Open cboettig opened 4 months ago
Thank you for opening your first issue in this project! Engagement like this is essential for open source projects! :hugs:
If you haven't done so already, check out Jupyter's Code of Conduct. Also, please try to follow the issue template as it helps other other community members to contribute more effectively.
You can meet the other Jovyans by joining our Discourse forum. There is also an intro thread there where you can stop by and say Hi! :wave:
Welcome to the Jupyter community! :tada:
It makes sense to try to get RStudio to be aware of those environment variables. It is also logical for the rocker images to modify one of the Renviron files because the docker images are in full control of the environment. However I worry about this extension making changes to those files because it could be run outside of docker. For example it could be run on a shared HPC node. If we change a file, it'd need to be per-user and we'd have to unset the changes somehow afterwards. Using environment variables would normally be the right choice to influence app behavior and being forced to use config files is, yes, annoying.
I'll look into how RStudio prepares the environment a bit more. In this case, it might be best to alter the files for the gh-scoped-creds
env vars in the Docker images. (which I know you need in https://github.com/berkeley-dsep-infra/datahub)

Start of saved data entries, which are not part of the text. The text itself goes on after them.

#![forbid(unsafe_code)]
#![deny(missing_docs)]

//! **insieme-client** – Optimistic sync client for the Insieme core.
//!
//! The client persists drafts locally first, catches up with the server page
//! by page, flushes the draft queue once caught up, and applies broadcasts
//! as they arrive – buffering any that land mid-sync. A reconnect policy
//! with capped exponential backoff and jitter covers transport faults and
//! `server_error`; authentication and protocol-version failures never retry.
//!
//! All inbound traffic is handled by a single engine task, one message at a
//! time, so handlers never observe each other mid-flight.

use std::sync::Arc;
use std::time::Duration;

use chrono::Utc;
use tokio::sync::{broadcast, mpsc, oneshot, Mutex};

use insieme_store_core::{LocalStore, NewDraft, StoreError};
use insieme_transport::{Transport, TransportError};
use insieme_types::wire::{ErrorPayload, SubmitItem, SubmitResult};
use insieme_types::{
    canonical, Draft, EventBody, EventValidator, ProtocolError, ValidationContext,
    DEFAULT_SYNC_LIMIT, MAX_SYNC_LIMIT,
};

mod backoff;
mod engine;

pub use backoff::ReconnectPolicy;

use engine::{Command, Engine};

/// Client configuration.
#[derive(Debug, Clone)]
pub struct ClientConfig {
    /// Stable client identifier; must match the token subject.
    pub client_id: String,
    /// Capability token presented on `connect`.
    pub token: String,
    /// Initial partition subscription (normalized at construction).
    pub partitions: Vec<String>,
    /// Bound on the wait for `connected`.
    pub handshake_timeout: Duration,
    /// Page size for catch-up, clamped to `[1, 1000]`.
    pub sync_limit: u32,
    /// Reconnect policy; `None` disables reconnection.
    pub reconnect: Option<ReconnectPolicy>,
}

impl ClientConfig {
    /// Configuration with the default timeouts and page size.
    pub fn new(
        client_id: impl Into<String>,
        token: impl Into<String>,
        partitions: Vec<String>,
    ) -> Self {
        Self {
            client_id: client_id.into(),
            token: token.into(),
            partitions,
            handshake_timeout: Duration::from_secs(5),
            sync_limit: DEFAULT_SYNC_LIMIT,
            reconnect: Some(ReconnectPolicy::default()),
        }
    }
}

/// Notifications emitted by the engine.
#[derive(Debug, Clone)]
pub enum ClientEvent {
    /// Handshake completed.
    Connected {
        /// Server high-water mark at handshake time.
        server_last_committed_id: u64,
    },
    /// One catch-up page was applied.
    SyncPage {
        /// Events on the page.
        count: usize,
        /// Cursor after the page.
        next_since_committed_id: u64,
    },
    /// Catch-up finished; drafts flush next.
    Synced {
        /// Durable cursor after the cycle.
        cursor: u64,
    },
    /// One submit result was applied to the local store.
    SubmitResult(SubmitResult),
    /// A broadcast event was applied to the committed mirror.
    BroadcastApplied {
        /// The event's committed id.
        committed_id: u64,
    },
    /// A non-fatal server rejection arrived (connection stays open).
    ServerRejection(ErrorPayload),
    /// The connection dropped; a reconnect may follow.
    Disconnected {
        /// Human-readable fault description.
        reason: String,
    },
    /// A reconnect attempt was scheduled.
    ReconnectScheduled {
        /// 1-based attempt counter.
        attempt: u32,
        /// Delay before the attempt.
        delay: Duration,
    },
    /// Mirror integrity violation detected; a full re-sync is in flight.
    ResyncRequired {
        /// What the store observed.
        reason: String,
    },
    /// The engine ended (after `stop()` or exhausted reconnects).
    Stopped,
}

/// Client-side failures.
#[derive(Debug, thiserror::Error)]
pub enum ClientError {
    /// The client is not running (or was stopped mid-wait).
    #[error("client stopped")]
    Stopped,
    /// `start()` called while the engine is already running.
    #[error("client already started")]
    AlreadyStarted,
    /// Handshake failed or timed out.
    #[error("handshake failed: {0}")]
    Handshake(String),
    /// Transport-level failure.
    #[error(transparent)]
    Transport(#[from] TransportError),
    /// Local store failure.
    #[error(transparent)]
    Store(#[from] StoreError),
    /// Protocol-level rejection (e.g. invalid partition set).
    #[error(transparent)]
    Protocol(#[from] ProtocolError),
}

/// Offline-first sync client.
///
/// `submit_event` always lands in the local draft queue first; the engine
/// submits immediately when online and idle, otherwise the draft waits for
/// the flush that follows the next completed sync cycle.
pub struct SyncClient {
    config: ClientConfig,
    store: Arc<dyn LocalStore>,
    transport: Arc<dyn Transport>,
    validator: Option<Arc<dyn EventValidator>>,
    events: broadcast::Sender<ClientEvent>,
    commands: Mutex<Option<mpsc::Sender<Command>>>,
}

impl SyncClient {
    /// Build a client over a transport and a local store.
    ///
    /// The configured partition set is normalized here; an invalid set is a
    /// construction error surfaced on [`SyncClient::start`].
    pub fn new(
        transport: Arc<dyn Transport>,
        store: Arc<dyn LocalStore>,
        config: ClientConfig,
    ) -> Self {
        let (events, _) = broadcast::channel(1024);
        Self { config, store, transport, validator: None, events, commands: Mutex::new(None) }
    }

    /// Install a local pre-commit validator for `submit_event`.
    pub fn with_validator(mut self, validator: Arc<dyn EventValidator>) -> Self {
        self.validator = Some(validator);
        self
    }

    /// Subscribe to engine notifications.
    pub fn subscribe(&self) -> broadcast::Receiver<ClientEvent> {
        self.events.subscribe()
    }

    /// Connect and handshake; returns once `connected` arrives or the
    /// handshake times out.
    pub async fn start(&self) -> Result<(), ClientError> {
        let mut commands = self.commands.lock().await;
        if commands.is_some() {
            return Err(ClientError::AlreadyStarted);
        }

        let mut config = self.config.clone();
        config.partitions = canonical::normalize_partitions(&config.partitions)?;
        config.sync_limit = config.sync_limit.clamp(1, MAX_SYNC_LIMIT);

        let (command_tx, command_rx) = mpsc::channel(256);
        let (handshake_tx, handshake_rx) = oneshot::channel();
        let engine = Engine::new(
            config,
            Arc::clone(&self.store),
            Arc::clone(&self.transport),
            self.events.clone(),
            command_rx,
            handshake_tx,
        );
        tokio::spawn(engine.run());
        *commands = Some(command_tx);
        drop(commands);

        match handshake_rx.await {
            Ok(Ok(())) => Ok(()),
            Ok(Err(err)) => {
                self.commands.lock().await.take();
                Err(err)
            }
            // Engine died without reporting: treat as stopped.
            Err(_) => {
                self.commands.lock().await.take();
                Err(ClientError::Stopped)
            }
        }
    }

    /// Stop the engine: abort pending waits and disconnect.
    pub async fn stop(&self) {
        let command_tx = self.commands.lock().await.take();
        if let Some(command_tx) = command_tx {
            let (ack_tx, ack_rx) = oneshot::channel();
            if command_tx.send(Command::Stop(ack_tx)).await.is_ok() {
                let _ = ack_rx.await;
            }
        }
    }

    /// Create a draft: persist locally, then submit when the engine is
    /// online and not syncing.
    ///
    /// Returns the stored draft with its assigned `draft_clock`.
    pub async fn submit_event(
        &self,
        id: impl Into<String>,
        partitions: Vec<String>,
        event: EventBody,
    ) -> Result<Draft, ClientError> {
        let id = id.into();
        let partitions = canonical::normalize_partitions(&partitions)?;

        if let Some(validator) = &self.validator {
            let item = SubmitItem {
                id: id.clone(),
                partitions: partitions.clone(),
                event: event.clone(),
            };
            let ctx = ValidationContext { client_id: &self.config.client_id };
            validator.validate(&item, &ctx)?;
        }

        let draft = self
            .store
            .insert_draft(NewDraft {
                id,
                client_id: self.config.client_id.clone(),
                partitions,
                event,
                created_at: Utc::now(),
            })
            .await?;

        if let Some(command_tx) = self.commands.lock().await.as_ref() {
            // Engine gone just means the draft waits for the next flush.
            let _ = command_tx.send(Command::Submit(draft.clone())).await;
        }
        Ok(draft)
    }

    /// Replace the partition subscription; takes effect with the next sync.
    pub async fn set_partitions(&self, partitions: Vec<String>) -> Result<(), ClientError> {
        let partitions = canonical::normalize_partitions(&partitions)?;
        self.send_command(Command::SetPartitions(partitions)).await
    }

    /// Start a sync cycle now (no-op while one is already running).
    pub async fn sync_now(&self) -> Result<(), ClientError> {
        self.send_command(Command::SyncNow).await
    }

    /// Flush the draft queue now (no-op while a sync is running).
    pub async fn flush_drafts(&self) -> Result<(), ClientError> {
        self.send_command(Command::FlushDrafts).await
    }

    async fn send_command(&self, command: Command) -> Result<(), ClientError> {
        let commands = self.commands.lock().await;
        let Some(command_tx) = commands.as_ref() else {
            return Err(ClientError::Stopped);
        };
        command_tx.send(command).await.map_err(|_| ClientError::Stopped)
    }
}

#[cfg(test)]
mod tests {
    use super::*;

    #[test]
    fn config_defaults_match_protocol() {
        let config = ClientConfig::new("c1", "token", vec!["p1".into()]);
        assert_eq!(config.sync_limit, DEFAULT_SYNC_LIMIT);
        assert_eq!(config.handshake_timeout, Duration::from_secs(5));
        assert!(config.reconnect.is_some());
    }

    #[tokio::test]
    async fn commands_fail_once_stopped() {
        let transport = Arc::new(insieme_transport::OfflineTransport::new(Default::default()));
        let store = Arc::new(insieme_store_memory::MemoryLocalStore::new());
        let client = SyncClient::new(transport, store, ClientConfig::new("c", "t", vec!["p".into()]));
        assert!(matches!(client.sync_now().await, Err(ClientError::Stopped)));
        assert!(matches!(client.flush_drafts().await, Err(ClientError::Stopped)));
    }

    #[tokio::test]
    async fn submit_event_queues_draft_even_while_stopped() {
        let transport = Arc::new(insieme_transport::OfflineTransport::new(Default::default()));
        let store = Arc::new(insieme_store_memory::MemoryLocalStore::new());
        let client = SyncClient::new(
            transport,
            Arc::clone(&store) as Arc<dyn LocalStore>,
            ClientConfig::new("c", "t", vec!["p".into()]),
        );
        let draft = client
            .submit_event("e1", vec!["p".into()], EventBody::new("event", serde_json::json!({})))
            .await
            .unwrap();
        assert_eq!(draft.draft_clock, 1);
        assert_eq!(store.draft_count().await, 1);
    }

    #[tokio::test]
    async fn submit_event_rejects_invalid_partitions() {
        let transport = Arc::new(insieme_transport::OfflineTransport::new(Default::default()));
        let store = Arc::new(insieme_store_memory::MemoryLocalStore::new());
        let client = SyncClient::new(transport, store, ClientConfig::new("c", "t", vec!["p".into()]));
        let err = client
            .submit_event("e1", vec![], EventBody::new("event", serde_json::json!({})))
            .await
            .unwrap_err();
        assert!(matches!(err, ClientError::Protocol(_)));
    }
}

Thanks, makes sense, I think I followed most of this.
If we change a file, it'd need to be per-user and we'd have to unset the changes somehow afterwards.
I was wondering if it would be possible for juypter-ression-proxy to echo-append the env vars into the user's home dir, ~/.Renviron
? This wouldn't conflict with the Renviron.site coming from the docker image, and would automatically be applied per-user for Rstudio. Not sure about the unsetting it part.
and yeah, it's quite annoying RStudio makes us do this.
With an image based on the Jupyter Docker Stacks, this could be done with a Startup Hook.
E.g. a rstudio.sh
script containing
echo "LANG=$LANG" >>"$(R RHOME)/etc/Renviron.site"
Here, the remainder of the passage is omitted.